§ **TASK BRIEF**
Your job is to copy the data that follows exactly, every line included.

[Items from a dataset]
+++

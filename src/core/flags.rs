//! Output flag names and the per-backend flag table
//!
//! The numeric value behind each flag belongs to the engine library and can
//! differ between versions, so the values live in a [`FlagTable`] supplied by
//! the backend instead of in this enum.

use crate::core::error::{Error, Result};
use serde::{Deserialize, Serialize};
use strum::IntoEnumIterator;

/// Named output flag understood by the engine
#[derive(
    Debug,
    Clone,
    Copy,
    Serialize,
    Deserialize,
    PartialEq,
    Eq,
    Hash,
    strum::Display,
    strum::EnumString,
    strum::EnumIter,
    strum::AsRefStr,
)]
#[serde(rename_all = "kebab-case")]
#[strum(serialize_all = "kebab-case", ascii_case_insensitive)]
pub enum OutputFlag {
    /// No flags
    Default,
    /// Resolve addresses to host names
    ReverseDns,
    /// Print port numbers as service names
    Service,
    /// Omit stateful data such as counters and quotas
    Stateless,
    /// Annotate objects with `# handle N`
    Handle,
    /// Emit JSON instead of text
    Json,
    /// Echo added objects back, including their handles
    Echo,
    /// Print UID/GID as user and group names
    Guid,
    NumericProto,
    NumericPrio,
    NumericSymbol,
    NumericTime,
    /// Union of the four numeric flags
    NumericAll,
    /// Omit set and map contents
    Terse,
}

impl OutputFlag {
    /// Returns `true` for flags that stand for a union of other flags
    pub const fn is_composite(self) -> bool {
        matches!(self, OutputFlag::NumericAll)
    }
}

/// Numeric value of every [`OutputFlag`] as reported by one engine library.
///
/// Built once per process by a backend and never mutated afterward.
#[derive(Debug, Clone, PartialEq, Eq)]
pub struct FlagTable {
    pub reverse_dns: u32,
    pub service: u32,
    pub stateless: u32,
    pub handle: u32,
    pub json: u32,
    pub echo: u32,
    pub guid: u32,
    pub numeric_proto: u32,
    pub numeric_prio: u32,
    pub numeric_symbol: u32,
    pub numeric_time: u32,
    pub numeric_all: u32,
    pub terse: u32,
}

impl FlagTable {
    /// Returns the bit value of a single flag
    pub const fn value(&self, flag: OutputFlag) -> u32 {
        match flag {
            OutputFlag::Default => 0,
            OutputFlag::ReverseDns => self.reverse_dns,
            OutputFlag::Service => self.service,
            OutputFlag::Stateless => self.stateless,
            OutputFlag::Handle => self.handle,
            OutputFlag::Json => self.json,
            OutputFlag::Echo => self.echo,
            OutputFlag::Guid => self.guid,
            OutputFlag::NumericProto => self.numeric_proto,
            OutputFlag::NumericPrio => self.numeric_prio,
            OutputFlag::NumericSymbol => self.numeric_symbol,
            OutputFlag::NumericTime => self.numeric_time,
            OutputFlag::NumericAll => self.numeric_all,
            OutputFlag::Terse => self.terse,
        }
    }

    /// Bitwise union of the given flags
    pub fn combine<'a>(&self, flags: impl IntoIterator<Item = &'a OutputFlag>) -> u32 {
        flags.into_iter().fold(0, |acc, f| acc | self.value(*f))
    }

    /// Names of the flags set in `bits`.
    ///
    /// Composite flags are reported instead of their parts when all parts
    /// are present. Bits unknown to the table are ignored.
    pub fn decode(&self, bits: u32) -> Vec<OutputFlag> {
        let mut remaining = bits;
        let mut names = Vec::new();

        for flag in OutputFlag::iter().filter(|f| f.is_composite()) {
            let value = self.value(flag);
            if value != 0 && remaining & value == value {
                names.push(flag);
                remaining &= !value;
            }
        }

        for flag in OutputFlag::iter().filter(|f| !f.is_composite()) {
            let value = self.value(flag);
            if value != 0 && remaining & value == value {
                names.push(flag);
            }
        }

        names
    }

    /// All flags with their values, in declaration order
    pub fn entries(&self) -> Vec<(OutputFlag, u32)> {
        OutputFlag::iter().map(|f| (f, self.value(f))).collect()
    }
}

/// Parses a flag given either by name (`handle`, `numeric-all`) or as a raw
/// integer.
///
/// # Errors
///
/// Returns `Error::Validation` for unknown names and for integers that are
/// negative or do not fit in 32 bits.
pub fn parse_flag(input: &str, table: &FlagTable) -> Result<u32> {
    let input = input.trim();

    if let Ok(flag) = input.parse::<OutputFlag>() {
        return Ok(table.value(flag));
    }

    match input.parse::<i128>() {
        Ok(n) => to_flag_bits(n),
        Err(_) => Err(Error::validation(
            "flags",
            format!("unknown output flag '{input}'"),
        )),
    }
}

/// Converts any integer-like value into flag bits.
///
/// # Errors
///
/// Returns `Error::Validation` if the value is not a non-negative 32-bit integer.
pub fn to_flag_bits<T>(value: T) -> Result<u32>
where
    T: TryInto<u32> + Copy + std::fmt::Display,
{
    value.try_into().map_err(|_| {
        Error::validation(
            "flags",
            format!("{value} is not a non-negative 32-bit integer"),
        )
    })
}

+++

§ **ANSWER TO THE PROBLEM**
filename src/core/flags.rs
//! Output flag names and the per-backend flag table
//!
//! The numeric value behind each flag belongs to the engine library and can
//! differ between versions, so the values live in a [`FlagTable`] supplied by
//! the backend instead of in this enum.

use crate::core::error::{Error, Result};
use serde::{Deserialize, Serialize};
use strum::IntoEnumIterator;

/// Named output flag understood by the engine
#[derive(
    Debug,
    Clone,
    Copy,
    Serialize,
    Deserialize,
    PartialEq,
    Eq,
    Hash,
    strum::Display,
    strum::EnumString,
    strum::EnumIter,
    strum::AsRefStr,
)]
#[serde(rename_all = "kebab-case")]
#[strum(serialize_all = "kebab-case", ascii_case_insensitive)]
pub enum OutputFlag {
    /// No flags
    Default,
    /// Resolve addresses to host names
    ReverseDns,
    /// Print port numbers as service names
    Service,
    /// Omit stateful data such as counters and quotas
    Stateless,
    /// Annotate objects with `# handle N`
    Handle,
    /// Emit JSON instead of text
    Json,
    /// Echo added objects back, including their handles
    Echo,
    /// Print UID/GID as user and group names
    Guid,
    NumericProto,
    NumericPrio,
    NumericSymbol,
    NumericTime,
    /// Union of the four numeric flags
    NumericAll,
    /// Omit set and map contents
    Terse,
}

impl OutputFlag {
    /// Returns `true` for flags that stand for a union of other flags
    pub const fn is_composite(self) -> bool {
        matches!(self, OutputFlag::NumericAll)
    }
}

/// Numeric value of every [`OutputFlag`] as reported by one engine library.
///
/// Built once per process by a backend and never mutated afterward.
#[derive(Debug, Clone, PartialEq, Eq)]
pub struct FlagTable {
    pub reverse_dns: u32,
    pub service: u32,
    pub stateless: u32,
    pub handle: u32,
    pub json: u32,
    pub echo: u32,
    pub guid: u32,
    pub numeric_proto: u32,
    pub numeric_prio: u32,
    pub numeric_symbol: u32,
    pub numeric_time: u32,
    pub numeric_all: u32,
    pub terse: u32,
}

impl FlagTable {
    /// Returns the bit value of a single flag
    pub const fn value(&self, flag: OutputFlag) -> u32 {
        match flag {
            OutputFlag::Default => 0,
            OutputFlag::ReverseDns => self.reverse_dns,
            OutputFlag::Service => self.service,
            OutputFlag::Stateless => self.stateless,
            OutputFlag::Handle => self.handle,
            OutputFlag::Json => self.json,
            OutputFlag::Echo => self.echo,
            OutputFlag::Guid => self.guid,
            OutputFlag::NumericProto => self.numeric_proto,
            OutputFlag::NumericPrio => self.numeric_prio,
            OutputFlag::NumericSymbol => self.numeric_symbol,
            OutputFlag::NumericTime => self.numeric_time,
            OutputFlag::NumericAll => self.numeric_all,
            OutputFlag::Terse => self.terse,
        }
    }

    /// Bitwise union of the given flags
    pub fn combine<'a>(&self, flags: impl IntoIterator<Item = &'a OutputFlag>) -> u32 {
        flags.into_iter().fold(0, |acc, f| acc | self.value(*f))
    }

    /// Names of the flags set in `bits`.
    ///
    /// Composite flags are reported instead of their parts when all parts
    /// are present. Bits unknown to the table are ignored.
    pub fn decode(&self, bits: u32) -> Vec<OutputFlag> {
        let mut remaining = bits;
        let mut names = Vec::new();

        for flag in OutputFlag::iter().filter(|f| f.is_composite()) {
            let value = self.value(flag);
            if value != 0 && remaining & value == value {
                names.push(flag);
                remaining &= !value;
            }
        }

        for flag in OutputFlag::iter().filter(|f| !f.is_composite()) {
            let value = self.value(flag);
            if value != 0 && remaining & value == value {
                names.push(flag);
            }
        }

        names
    }

    /// All flags with their values, in declaration order
    pub fn entries(&self) -> Vec<(OutputFlag, u32)> {
        OutputFlag::iter().map(|f| (f, self.value(f))).collect()
    }
}

/// Parses a flag given either by name (`handle`, `numeric-all`) or as a raw
/// integer.
///
/// # Errors
///
/// Returns `Error::Validation` for unknown names and for integers that are
/// negative or do not fit in 32 bits.
pub fn parse_flag(input: &str, table: &FlagTable) -> Result<u32> {
    let input = input.trim();

    if let Ok(flag) = input.parse::<OutputFlag>() {
        return Ok(table.value(flag));
    }

    match input.parse::<i128>() {
        Ok(n) => to_flag_bits(n),
        Err(_) => Err(Error::validation(
            "flags",
            format!("unknown output flag '{input}'"),
        )),
    }
}

/// Converts any integer-like value into flag bits.
///
/// # Errors
///
/// Returns `Error::Validation` if the value is not a non-negative 32-bit integer.
pub fn to_flag_bits<T>(value: T) -> Result<u32>
where
    T: TryInto<u32> + Copy + std::fmt::Display,
{
    value.try_into().map_err(|_| {
        Error::validation(
            "flags",
            format!("{value} is not a non-negative 32-bit integer"),
        )
    })
}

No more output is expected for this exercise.